Aku dalam proses penciptaan, aku ingin mencipta sebuah cerita, dari
apa yang kupikirkan semuanya. Aku senang bahasa Indonesia. Bahasa Indonesia
memberiku kesempatan untuk memusingkan pembaca tulisanku ke makna tersembunyi
yang bahkan aku sendiri pun tak pernah bayangkan. Bahasa Indonesia bahkan
----konon katanya--- telah dinobatkan sebagai bahasa terindah di dunia,
bersandingan dengan bahasa kota mimpi, bahasa Paris, bahasa Prancis.

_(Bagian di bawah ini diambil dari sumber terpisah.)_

//! serde glue for [`Value`], shared by the JSON and msgpack codecs.

use core::fmt;

use serde::de::{self, Deserialize, Deserializer, MapAccess, SeqAccess, Visitor};
use serde::ser::{Serialize, SerializeMap, SerializeSeq, Serializer};

use crate::types::{Payload, Value};

impl Serialize for Value {
    fn serialize<S: Serializer>(&self, s: S) -> Result<S::Ok, S::Error> {
        match self {
            Self::Null => s.serialize_unit(),
            Self::Bool(b) => s.serialize_bool(*b),
            Self::Int(i) => s.serialize_i64(*i),
            Self::Float(f) => s.serialize_f64(*f),
            // Text stays text; only genuinely binary strings become bin.
            Self::Bytes(b) => match core::str::from_utf8(b) {
                Ok(text) => s.serialize_str(text),
                Err(_) => s.serialize_bytes(b),
            },
            Self::List(items) => {
                let mut seq = s.serialize_seq(Some(items.len()))?;
                for item in items {
                    seq.serialize_element(item)?;
                }
                seq.end()
            }
            Self::Map(m) => {
                let mut map = s.serialize_map(Some(m.len()))?;
                for (k, v) in m {
                    map.serialize_entry(k, v)?;
                }
                map.end()
            }
        }
    }
}

struct ValueVisitor;

impl<'de> Visitor<'de> for ValueVisitor {
    type Value = Value;

    fn expecting(&self, f: &mut fmt::Formatter<'_>) -> fmt::Result {
        f.write_str("a scalar, string, list or map")
    }

    fn visit_unit<E: de::Error>(self) -> Result<Value, E> {
        Ok(Value::Null)
    }

    fn visit_none<E: de::Error>(self) -> Result<Value, E> {
        Ok(Value::Null)
    }

    fn visit_some<D: Deserializer<'de>>(self, d: D) -> Result<Value, D::Error> {
        Value::deserialize(d)
    }

    fn visit_bool<E: de::Error>(self, v: bool) -> Result<Value, E> {
        Ok(Value::Bool(v))
    }

    fn visit_i64<E: de::Error>(self, v: i64) -> Result<Value, E> {
        Ok(Value::Int(v))
    }

    #[allow(clippy::cast_precision_loss)]
    fn visit_u64<E: de::Error>(self, v: u64) -> Result<Value, E> {
        // Integers past i64 degrade to floats.
        Ok(i64::try_from(v).map_or(Value::Float(v as f64), Value::Int))
    }

    fn visit_f64<E: de::Error>(self, v: f64) -> Result<Value, E> {
        Ok(Value::Float(v))
    }

    fn visit_str<E: de::Error>(self, v: &str) -> Result<Value, E> {
        Ok(Value::Bytes(v.as_bytes().to_vec()))
    }

    fn visit_string<E: de::Error>(self, v: String) -> Result<Value, E> {
        Ok(Value::Bytes(v.into_bytes()))
    }

    fn visit_bytes<E: de::Error>(self, v: &[u8]) -> Result<Value, E> {
        Ok(Value::Bytes(v.to_vec()))
    }

    fn visit_byte_buf<E: de::Error>(self, v: Vec<u8>) -> Result<Value, E> {
        Ok(Value::Bytes(v))
    }

    fn visit_seq<A: SeqAccess<'de>>(self, mut seq: A) -> Result<Value, A::Error> {
        let mut items = Vec::with_capacity(seq.size_hint().unwrap_or(0).min(1024));
        while let Some(item) = seq.next_element()? {
            items.push(item);
        }
        Ok(Value::List(items))
    }

    fn visit_map<A: MapAccess<'de>>(self, mut map: A) -> Result<Value, A::Error> {
        let mut out = Payload::with_capacity(map.size_hint().unwrap_or(0).min(1024));
        while let Some((MapKey(k), v)) = map.next_entry::<MapKey, Value>()? {
            out.insert(k, v);
        }
        Ok(Value::Map(out))
    }
}

impl<'de> Deserialize<'de> for Value {
    fn deserialize<D: Deserializer<'de>>(d: D) -> Result<Self, D::Error> {
        d.deserialize_any(ValueVisitor)
    }
}

/// Map keys are field names; msgpack allows integer keys, which are stringified.
struct MapKey(String);

struct MapKeyVisitor;

impl Visitor<'_> for MapKeyVisitor {
    type Value = MapKey;

    fn expecting(&self, f: &mut fmt::Formatter<'_>) -> fmt::Result {
        f.write_str("a string or integer map key")
    }

    fn visit_i64<E: de::Error>(self, v: i64) -> Result<MapKey, E> {
        Ok(MapKey(v.to_string()))
    }

    fn visit_u64<E: de::Error>(self, v: u64) -> Result<MapKey, E> {
        Ok(MapKey(v.to_string()))
    }

    fn visit_str<E: de::Error>(self, v: &str) -> Result<MapKey, E> {
        Ok(MapKey(v.to_owned()))
    }

    fn visit_string<E: de::Error>(self, v: String) -> Result<MapKey, E> {
        Ok(MapKey(v))
    }

    fn visit_bytes<E: de::Error>(self, v: &[u8]) -> Result<MapKey, E> {
        core::str::from_utf8(v)
            .map(|s| MapKey(s.to_owned()))
            .map_err(|_| E::custom("map key is not valid UTF-8"))
    }
}

impl<'de> Deserialize<'de> for MapKey {
    fn deserialize<D: Deserializer<'de>>(d: D) -> Result<Self, D::Error> {
        d.deserialize_any(MapKeyVisitor)
    }
}
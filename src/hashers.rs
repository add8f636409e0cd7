use hmac::{Hmac, Mac};
use sha2::{Digest, Sha256};
use zeroize::Zeroizing;

use crate::errors::CryptoError;

type HmacSha256 = Hmac<Sha256>;

/// Length of the embedded-IPv6 token checksum.
pub const CHECKSUM_LEN: usize = 16;

#[must_use]
pub fn sha256(data: &[u8]) -> [u8; 32] {
    let digest = Sha256::digest(data);
    let mut out = [0u8; 32];
    out.copy_from_slice(&digest);
    out
}

fn mac(key: &[u8], parts: &[&[u8]]) -> Result<HmacSha256, CryptoError> {
    let mut mac = <HmacSha256 as Mac>::new_from_slice(key)
        .map_err(|e| CryptoError::Provider(e.to_string()))?;
    for p in parts {
        mac.update(p);
    }
    Ok(mac)
}

/// HMAC-SHA256(key, data), raw 32-byte digest.
///
/// # Errors
///
/// Returns `CryptoError::Provider` if the MAC cannot be keyed.
pub fn hmac_sha256(key: &[u8], data: &[u8]) -> Result<[u8; 32], CryptoError> {
    let tag = mac(key, &[data])?.finalize().into_bytes();
    let mut out = [0u8; 32];
    out.copy_from_slice(&tag);
    Ok(out)
}

/// Constant-time check of `token` against HMAC-SHA256(key, data).
#[must_use]
pub fn verify_hmac_sha256(key: &[u8], data: &[u8], token: &[u8]) -> bool {
    mac(key, &[data]).is_ok_and(|m| m.verify_slice(token).is_ok())
}

/// Key derivation for the AES ciphers: SHA-256(password) without salt,
/// HMAC-SHA256(key = salt, message = password) with one.
///
/// # Errors
///
/// Returns `CryptoError::Provider` if the MAC cannot be keyed.
pub fn derive_key_sha256(password: &[u8], salt: Option<&[u8]>) -> Result<Zeroizing<Vec<u8>>, CryptoError> {
    let key = match salt {
        None => sha256(password).to_vec(),
        Some(salt) => hmac_sha256(salt, password)?.to_vec(),
    };
    Ok(Zeroizing::new(key))
}

/// Checksum binding the primary and IPv6 tokens of a v4 signature:
/// first 16 bytes of HMAC-SHA256(key, token || token6).
///
/// # Errors
///
/// Returns `CryptoError::Provider` if the MAC cannot be keyed.
pub fn token_checksum(key: &[u8], token: &[u8], token6: &[u8]) -> Result<[u8; CHECKSUM_LEN], CryptoError> {
    let tag = mac(key, &[token, token6])?.finalize().into_bytes();
    let mut out = [0u8; CHECKSUM_LEN];
    out.copy_from_slice(&tag[..CHECKSUM_LEN]);
    Ok(out)
}

#[cfg(test)]
mod tests {
    use super::*;
    use hex_literal::hex;

    #[test]
    fn hmac_rfc4231_case_2() {
        let tag = hmac_sha256(b"Jefe", b"what do ya want for nothing?").unwrap();
        assert_eq!(tag, hex!("5bdcc146bf60754e6a042426089575c75a003f089d2739839dec58b964ec3843"));
    }

    #[test]
    fn sha256_empty() {
        assert_eq!(sha256(b""), hex!("e3b0c44298fc1c149afbf4c8996fb92427ae41e4649b934ca495991b7852b855"));
    }

    #[test]
    fn verify_hmac_rejects_wrong_token() {
        let tag = hmac_sha256(b"k", b"data").unwrap();
        assert!(verify_hmac_sha256(b"k", b"data", &tag));
        assert!(!verify_hmac_sha256(b"k", b"datA", &tag));
        assert!(!verify_hmac_sha256(b"k", b"data", &tag[..31]));
    }

    #[test]
    fn derive_key_with_and_without_salt() {
        let plain = derive_key_sha256(b"pass", None).unwrap();
        assert_eq!(plain.as_slice(), sha256(b"pass"));
        let salted = derive_key_sha256(b"pass", Some(b"salt")).unwrap();
        assert_eq!(salted.as_slice(), hmac_sha256(b"salt", b"pass").unwrap());
        assert_ne!(plain, salted);
    }

    #[test]
    fn checksum_is_order_sensitive() {
        let a = token_checksum(b"k", b"t4", b"t6").unwrap();
        let b = token_checksum(b"k", b"t6", b"t4").unwrap();
        assert_ne!(a, b);
    }
}
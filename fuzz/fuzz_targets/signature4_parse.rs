#![no_main]

use adscore_signature::{SignRole, Signature4, VerdictTable};
use libfuzzer_sys::fuzz_target;

fuzz_target!(|data: &[u8]| {
    // Parse, then drive verification over whatever fields survived.
    if let Ok(mut sig) = Signature4::from_bytes(data) {
        let _ = sig.verify(["10.0.0.1", "::1"], "fuzz", b"key", SignRole::Customer, &VerdictTable::default());
    }
});
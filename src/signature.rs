//! Pieces shared by the v4 and v5 engines.

use core::fmt;
use core::str::FromStr;
use std::net::IpAddr;

use adscore_primitives::Base64;
use serde::{Deserialize, Serialize};
use zeroize::Zeroizing;

use crate::cipher::Key;
use crate::errors::{ConfigError, Result, VerifyError};
use crate::types::VerificationOutcome;

/// URL-safe, unpadded, strict base64.
#[must_use]
pub fn default_formatter() -> Base64 {
    Base64::default()
}

/// Which party's token a v4 signature is checked against.
#[derive(Clone, Copy, Debug, Default, PartialEq, Eq, Hash, Serialize, Deserialize)]
#[serde(rename_all = "lowercase")]
pub enum SignRole {
    #[default]
    Customer,
    Master,
}

impl SignRole {
    #[must_use]
    pub const fn as_str(self) -> &'static str {
        match self {
            Self::Customer => "customer",
            Self::Master => "master",
        }
    }

    #[must_use]
    pub const fn sign_type_field(self) -> &'static str {
        match self {
            Self::Customer => "customerSignType",
            Self::Master => "masterSignType",
        }
    }

    #[must_use]
    pub const fn token_field(self) -> &'static str {
        match self {
            Self::Customer => "customerToken",
            Self::Master => "masterToken",
        }
    }

    #[must_use]
    pub const fn token6_field(self) -> &'static str {
        match self {
            Self::Customer => "customerToken6",
            Self::Master => "masterToken6",
        }
    }

    #[must_use]
    pub const fn checksum_field(self) -> &'static str {
        match self {
            Self::Customer => "customerChecksum",
            Self::Master => "masterChecksum",
        }
    }
}

impl fmt::Display for SignRole {
    fn fmt(&self, f: &mut fmt::Formatter<'_>) -> fmt::Result {
        f.write_str(self.as_str())
    }
}

impl FromStr for SignRole {
    type Err = ConfigError;

    fn from_str(s: &str) -> Result<Self, Self::Err> {
        match s.to_ascii_lowercase().as_str() {
            "customer" => Ok(Self::Customer),
            "master" => Ok(Self::Master),
            _ => Err(ConfigError::Invalid(format!("unknown sign role \"{s}\""))),
        }
    }
}

/// Zone id → decryption key lookup consulted once per v5 parse.
pub trait KeyResolver {
    fn resolve_key(&self, zone_id: i64) -> Option<Key>;
}

impl<F, K> KeyResolver for F
where
    F: Fn(i64) -> Option<K>,
    K: AsRef<[u8]>,
{
    fn resolve_key(&self, zone_id: i64) -> Option<Key> {
        self(zone_id).map(|k| Zeroizing::new(k.as_ref().to_vec()))
    }
}

/// One key for every zone.
#[derive(Clone)]
pub struct StaticKey(Key);

impl StaticKey {
    pub fn new(key: impl AsRef<[u8]>) -> Self {
        Self(Zeroizing::new(key.as_ref().to_vec()))
    }
}

impl fmt::Debug for StaticKey {
    fn fmt(&self, f: &mut fmt::Formatter<'_>) -> fmt::Result {
        f.write_str("StaticKey(..)")
    }
}

impl KeyResolver for StaticKey {
    fn resolve_key(&self, _zone_id: i64) -> Option<Key> {
        Some(self.0.clone())
    }
}

/// Candidate client address; surrounding whitespace is ignored.
pub(crate) fn parse_ip(candidate: &str) -> Option<IpAddr> {
    candidate.trim().parse().ok()
}

/// Text form of an address as the issuer hashes it.
///
/// IPv4-compatible IPv6 addresses (`::a.b.c.d` with a non-zero seventh
/// group) keep the dotted tail that `inet_ntop` prints; every other address
/// uses the standard display.
#[must_use]
pub fn canonical_ip(ip: IpAddr) -> String {
    match ip {
        IpAddr::V6(v6) => {
            let s = v6.segments();
            if s[..6].iter().all(|g| *g == 0) && s[6] != 0 {
                let [.., a, b, c, d] = v6.octets();
                return format!("::{a}.{b}.{c}.{d}");
            }
            v6.to_string()
        }
        IpAddr::V4(v4) => v4.to_string(),
    }
}

pub(crate) fn result_of(outcome: Option<&VerificationOutcome>) -> Result<i64> {
    outcome.map(|o| o.result).ok_or_else(|| VerifyError::Unverified.into())
}

#[cfg(test)]
mod tests {
    use super::*;

    #[test]
    fn role_fields() {
        assert_eq!(SignRole::Customer.token_field(), "customerToken");
        assert_eq!(SignRole::Master.sign_type_field(), "masterSignType");
        assert_eq!("Master".parse::<SignRole>().unwrap(), SignRole::Master);
        assert!("admin".parse::<SignRole>().is_err());
    }

    #[test]
    fn closures_resolve_keys() {
        let resolver = |zone: i64| (zone == 7).then_some(b"k7".to_vec());
        assert_eq!(resolver.resolve_key(7).as_deref().map(Vec::as_slice), Some(&b"k7"[..]));
        assert!(resolver.resolve_key(8).is_none());
        assert_eq!(StaticKey::new("abc").resolve_key(123).unwrap().as_slice(), b"abc");
    }

    #[test]
    fn ip_candidates_are_trimmed() {
        assert_eq!(parse_ip(" 10.0.0.1 "), Some("10.0.0.1".parse().unwrap()));
        assert_eq!(parse_ip("2001:DB8::1"), Some("2001:db8::1".parse().unwrap()));
        assert_eq!(parse_ip("not an ip"), None);
    }

    #[test]
    fn ipv4_compatible_addresses_keep_dotted_tail() {
        let text = |s: &str| canonical_ip(s.parse().unwrap());
        assert_eq!(text("::a00:1"), "::10.0.0.1");
        assert_eq!(text("::ffff:10.0.0.1"), "::ffff:10.0.0.1");
        assert_eq!(text("::1"), "::1");
        assert_eq!(text("::102"), "::102");
        assert_eq!(text("2001:db8::1"), "2001:db8::1");
        assert_eq!(text("10.0.0.1"), "10.0.0.1");
    }
}
//! Binary ⇄ ASCII formatters used for signature transport.

use base64::{
    alphabet,
    engine::{general_purpose, DecodePaddingMode, GeneralPurpose, GeneralPurposeConfig},
    Engine,
};
use thiserror::Error;

#[derive(Debug, Error, Clone, PartialEq, Eq)]
pub enum EncodingError {
    #[error("not a valid base64-encoded value: {0}")]
    InvalidBase64(String),

    #[error("not a valid hexadecimal value: {0}")]
    InvalidHex(String),

    #[error("invalid base64 variant {0}")]
    InvalidVariant(u8),

    #[error("unsupported formatter \"{0}\"")]
    UnsupportedFormatter(String),
}

/// Text encoding of opaque signature bytes.
pub trait Formatter {
    /// Binary to ASCII conversion.
    fn format(&self, value: &[u8]) -> String;

    /// ASCII to binary conversion.
    fn parse(&self, value: &str) -> Result<Vec<u8>, EncodingError>;
}

/// Base64 variants, numbered as libsodium's `SODIUM_BASE64_VARIANT_*`.
#[derive(Clone, Copy, Debug, PartialEq, Eq, Default)]
pub enum Base64Variant {
    Original = 1,
    OriginalNoPadding = 3,
    UrlSafe = 5,
    #[default]
    UrlSafeNoPadding = 7,
}

impl TryFrom<u8> for Base64Variant {
    type Error = EncodingError;

    fn try_from(id: u8) -> Result<Self, Self::Error> {
        match id {
            1 => Ok(Self::Original),
            3 => Ok(Self::OriginalNoPadding),
            5 => Ok(Self::UrlSafe),
            7 => Ok(Self::UrlSafeNoPadding),
            other => Err(EncodingError::InvalidVariant(other)),
        }
    }
}

// Decoding accepts either alphabet: URL-safe symbols are mapped onto the standard
// ones first, so one engine with optional padding covers all four variants.
const DECODE_CONFIG: GeneralPurposeConfig = GeneralPurposeConfig::new()
    .with_decode_padding_mode(DecodePaddingMode::Indifferent)
    .with_decode_allow_trailing_bits(true);
const DECODER: GeneralPurpose = GeneralPurpose::new(&alphabet::STANDARD, DECODE_CONFIG);

/// Base64 formatter.
///
/// In strict mode ASCII whitespace is skipped and any other byte outside the
/// alphabet fails the whole decode; in lenient mode such bytes are dropped.
#[derive(Clone, Copy, Debug, PartialEq, Eq)]
pub struct Base64 {
    variant: Base64Variant,
    strict: bool,
}

impl Default for Base64 {
    fn default() -> Self {
        Self::new(Base64Variant::UrlSafeNoPadding, true)
    }
}

impl Base64 {
    #[must_use]
    pub const fn new(variant: Base64Variant, strict: bool) -> Self {
        Self { variant, strict }
    }

    #[must_use]
    pub const fn variant(&self) -> Base64Variant {
        self.variant
    }

    #[must_use]
    pub const fn is_strict(&self) -> bool {
        self.strict
    }
}

const fn is_std_symbol(b: u8) -> bool {
    b.is_ascii_alphanumeric() || b == b'+' || b == b'/'
}

impl Formatter for Base64 {
    fn format(&self, value: &[u8]) -> String {
        match self.variant {
            Base64Variant::Original => general_purpose::STANDARD.encode(value),
            Base64Variant::OriginalNoPadding => general_purpose::STANDARD_NO_PAD.encode(value),
            Base64Variant::UrlSafe => general_purpose::URL_SAFE.encode(value),
            Base64Variant::UrlSafeNoPadding => general_purpose::URL_SAFE_NO_PAD.encode(value),
        }
    }

    fn parse(&self, value: &str) -> Result<Vec<u8>, EncodingError> {
        let mapped = value.bytes().map(|b| match b {
            b'-' => b'+',
            b'_' => b'/',
            other => other,
        });
        let input: Vec<u8> = if self.strict {
            mapped.filter(|b| !b.is_ascii_whitespace()).collect()
        } else {
            let mut kept: Vec<u8> = mapped.filter(|b| is_std_symbol(*b)).collect();
            // A single dangling symbol carries no complete byte.
            if kept.len() % 4 == 1 {
                kept.pop();
            }
            kept
        };
        DECODER
            .decode(&input)
            .map_err(|e| EncodingError::InvalidBase64(e.to_string()))
    }
}

/// Lowercase hexadecimal formatter, high nibble first.
#[derive(Clone, Copy, Debug, Default, PartialEq, Eq)]
pub struct Hex;

impl Formatter for Hex {
    fn format(&self, value: &[u8]) -> String {
        hex::encode(value)
    }

    fn parse(&self, value: &str) -> Result<Vec<u8>, EncodingError> {
        hex::decode(value).map_err(|e| EncodingError::InvalidHex(e.to_string()))
    }
}

/// Resolve a formatter by name.
///
/// `base64` yields the signature default (URL-safe, no padding, strict); the
/// explicit variants are also accepted.
pub fn create_formatter(name: &str) -> Result<Box<dyn Formatter + Send + Sync>, EncodingError> {
    let formatter: Box<dyn Formatter + Send + Sync> = match name.to_ascii_lowercase().as_str() {
        "base64" | "base64-urlsafe-nopad" => Box::new(Base64::default()),
        "base64-urlsafe" => Box::new(Base64::new(Base64Variant::UrlSafe, true)),
        "base64-original" => Box::new(Base64::new(Base64Variant::Original, true)),
        "base64-original-nopad" => Box::new(Base64::new(Base64Variant::OriginalNoPadding, true)),
        "hex" => Box::new(Hex),
        _ => return Err(EncodingError::UnsupportedFormatter(name.to_owned())),
    };
    Ok(formatter)
}
use clap::{CommandFactory, Parser, Subcommand};

use commands::GlobalArgs;

mod commands;
mod output;
mod tty;

const VERSION: &str = env!("CARGO_PKG_VERSION");

#[derive(Parser)]
#[command(name = "modelbump")]
#[command(version = VERSION)]
#[command(about = "CLI for bumping hard-coded AI model names across a source tree")]
struct Cli {
    #[command(subcommand)]
    command: Commands,
}

#[derive(Subcommand)]
enum Commands {
    /// Scan and rewrite model names in a directory tree
    Rewrite(commands::rewrite::RewriteArgs),
    /// Inspect the active replacement table
    Table(commands::table::TableArgs),
    /// List available commands (alias for --help)
    List,
}

fn main() -> std::process::ExitCode {
    let cli = Cli::parse();

    if matches!(cli.command, Commands::List) {
        let mut cmd = Cli::command();
        cmd.print_help().expect("Failed to print help");
        println!();
        return std::process::ExitCode::SUCCESS;
    }

    let global = GlobalArgs {};

    let (json_result, exit_code) = commands::run_json(cli.command, &global);
    if let Err(err) = output::print_json_result(json_result) {
        tty::status(&format!("Failed to print response: {}", err));
        return std::process::ExitCode::from(1);
    }

    std::process::ExitCode::from(exit_code_to_u8(exit_code))
}

fn exit_code_to_u8(code: i32) -> u8 {
    if code <= 0 {
        0
    } else if code >= 255 {
        255
    } else {
        code as u8
    }
}

#[cfg(test)]
mod tests {
    use super::*;

    #[test]
    fn exit_code_clamps_to_u8_range() {
        assert_eq!(exit_code_to_u8(-1), 0);
        assert_eq!(exit_code_to_u8(0), 0);
        assert_eq!(exit_code_to_u8(2), 2);
        assert_eq!(exit_code_to_u8(300), 255);
    }
}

Dengan ini aku mau memulai semuanya, dengan kata yang terketik
seketika. Terbetik sekenanya. Suara adzan membawaku ke peringatan untuk
memenuhi panggilan Tuhan. Aku disini berusaha terus konsentrasi mengetik,
mengetik, dan mengetik. Aku ingin mencipta cerita. Aku membutuhkan bantuan
Tuhan, aku memerlukan bantuan alam, aku membutuhkan semua bantuan yang bisa aku
dapatkan… Bel berbunyi.. bel berbunyi.. darimana dia berasal, apa yang dia
panggil…? Atau siapa…?
Disinilah aku, terdampar dalam sebuah khayalan akan cerita tentang
kuaci berhadiah. Tentang seorang laki-laki bangkrut yang menemukan hadiah dalam
bungkusan kuaci 1000 Rupiah. Jadi dia bernama Torent, Torent Noakat. Jika betul
nanti kisah Torent Noakat ini akan jadi cerita, aku ingin sampul bukunya nanti
berjudul “……..”, uwahhh… susah sekali memikirkan sebuah judul untuk sebuah
cerita yang akupun belum tahu pasti. Tapi setidaknya aku bisa meraba-raba
seperti apa kisah ini akan bermula..
“Aku pusing, sudah
lama sekali aku berjalan. Semua bangunan disini tentu memiliki banyak
perbedaan, tapi entah kenapa, dimataku semua ini sama saja. Langkahku layu dan
gontai, sama sekali tak seperti 4 tahun lalu ketika aku baru menginjakkan kaki
ke tanah ini.
Aku sekarang tak
bertempat tinggal, aku tak punya rumah. Tepatnya, aku tak lagi punya tempat
untuk pulang, beristarahat dan merasa aman di tanah ini. Tidak! Aku bukan orang
miskin, meski aku sama sekali tak keberatan dicap seperti itu, aku tak pernah
protes dicap seperti apa, itu salah satu keistimewaanku yang membuat aku bisa
sampai kaya. Itulah faktanya, aku sama sekali tidak miskin. Sekarang saja, di
tasku ada ber gepok-gepok uang rupiah pecahan 100ribu dan pecahan lainnya.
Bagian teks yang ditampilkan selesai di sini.